*** Opening WORKING DATA ***
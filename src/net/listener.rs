use super::event::EventSender;
use super::handler::{spawn_handler, HANDSHAKE_TIMEOUT};
use crate::protocol::{Codec, ServerFrame};
use log::{error, info, warn};
use socket2::{Domain, Protocol, Socket, Type};
use std::io;
use std::net::{SocketAddr, TcpListener, TcpStream};
use std::sync::{Arc, Mutex};
use std::time::Duration;

const DEFAULT_BACKLOG: i32 = 128;

/// 讀取輪詢間隔，讓 handler 能穿插送出幀
const READ_POLL_INTERVAL: Duration = Duration::from_millis(100);

/// 使用 socket2 建立 TCP listener，展示 POSIX socket API 對應
pub fn create_tcp_listener(addr: SocketAddr) -> io::Result<TcpListener> {
    // socket() - 建立 socket
    let socket = Socket::new(Domain::IPV4, Type::STREAM, Some(Protocol::TCP))?;

    // setsockopt(SO_REUSEADDR) - 允許重複使用位址
    socket.set_reuse_address(true)?;

    // bind() - 綁定位址
    socket.bind(&addr.into())?;

    // listen() - 開始監聽，設定 backlog
    socket.listen(DEFAULT_BACKLOG)?;

    let listener: TcpListener = socket.into();

    Ok(listener)
}

/// 座位帳本 - 管理 3 個座位的佔用。
/// 多條連線可能同時到達，計數必須在鎖下進出。
pub struct SeatLedger {
    taken: [bool; 3],
}

impl SeatLedger {
    pub fn new() -> Self {
        Self {
            taken: [false; 3],
        }
    }

    /// 按到達順序取得最小的空位 (1..=3)，滿座回傳 None
    pub fn acquire(&mut self) -> Option<u8> {
        for (idx, taken) in self.taken.iter_mut().enumerate() {
            if !*taken {
                *taken = true;
                return Some(idx as u8 + 1);
            }
        }
        None
    }

    /// 釋放座位
    pub fn release(&mut self, seat: u8) {
        if (1..=3).contains(&seat) {
            self.taken[(seat - 1) as usize] = false;
        }
    }

    /// 佔用中的座位數
    pub fn count(&self) -> usize {
        self.taken.iter().filter(|&&t| t).count()
    }
}

impl Default for SeatLedger {
    fn default() -> Self {
        Self::new()
    }
}

/// 執行緒安全的座位帳本
pub type SharedLedger = Arc<Mutex<SeatLedger>>;

/// 建立共享的座位帳本
pub fn create_shared_ledger() -> SharedLedger {
    Arc::new(Mutex::new(SeatLedger::new()))
}

/// Accept 迴圈：入座或以 "f" 拒絕
pub fn accept_loop(listener: TcpListener, ledger: SharedLedger, event_tx: EventSender) {
    for stream in listener.incoming() {
        match stream {
            Ok(stream) => {
                if let Err(e) = admit(stream, &ledger, &event_tx) {
                    warn!("[ACCEPT] Failed to admit connection: {}", e);
                }
            }
            Err(e) => {
                error!("[ACCEPT] Accept error: {}", e);
            }
        }
    }
}

/// 處理單一到達的連線：滿座即拒，否則回報座位並啟動 handler
fn admit(stream: TcpStream, ledger: &SharedLedger, event_tx: &EventSender) -> io::Result<()> {
    stream.set_read_timeout(Some(READ_POLL_INTERVAL))?;
    let mut codec = Codec::new(stream)?;
    let peer_addr = codec
        .peer_addr()
        .map(|a| a.to_string())
        .unwrap_or_else(|_| "unknown".to_string());

    let seat = {
        let mut ledger = ledger.lock().unwrap();
        ledger.acquire()
    };

    let seat = match seat {
        Some(seat) => seat,
        None => {
            // 滿座：送出 "f" 後立即關閉
            warn!("[ACCEPT] Table full, refusing {}", peer_addr);
            codec.send_frame(&ServerFrame::Full)?;
            return Ok(());
        }
    };

    info!("[ACCEPT] {} admitted as seat {}", peer_addr, seat);
    codec.send_frame(&ServerFrame::Seat(seat))?;

    if let Err(e) = spawn_handler(seat, codec, event_tx.clone(), HANDSHAKE_TIMEOUT) {
        // handler 起不來則歸還座位
        ledger.lock().unwrap().release(seat);
        return Err(e);
    }
    Ok(())
}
*** Closing WORKING DATA ***
[REQUIRED WORK] Could you transcribe the entries above word for word, from the line with "pub type SharedLedger" down to the line with "if let Err(e) = admit(stream, &ledger, &event_tx)", keeping both?

[RESPONSE BOX]
pub type SharedLedger = Arc<Mutex<SeatLedger>>;

/// 建立共享的座位帳本
pub fn create_shared_ledger() -> SharedLedger {
    Arc::new(Mutex::new(SeatLedger::new()))
}

/// Accept 迴圈：入座或以 "f" 拒絕
pub fn accept_loop(listener: TcpListener, ledger: SharedLedger, event_tx: EventSender) {
    for stream in listener.incoming() {
        match stream {
            Ok(stream) => {
                if let Err(e) = admit(stream, &ledger, &event_tx) {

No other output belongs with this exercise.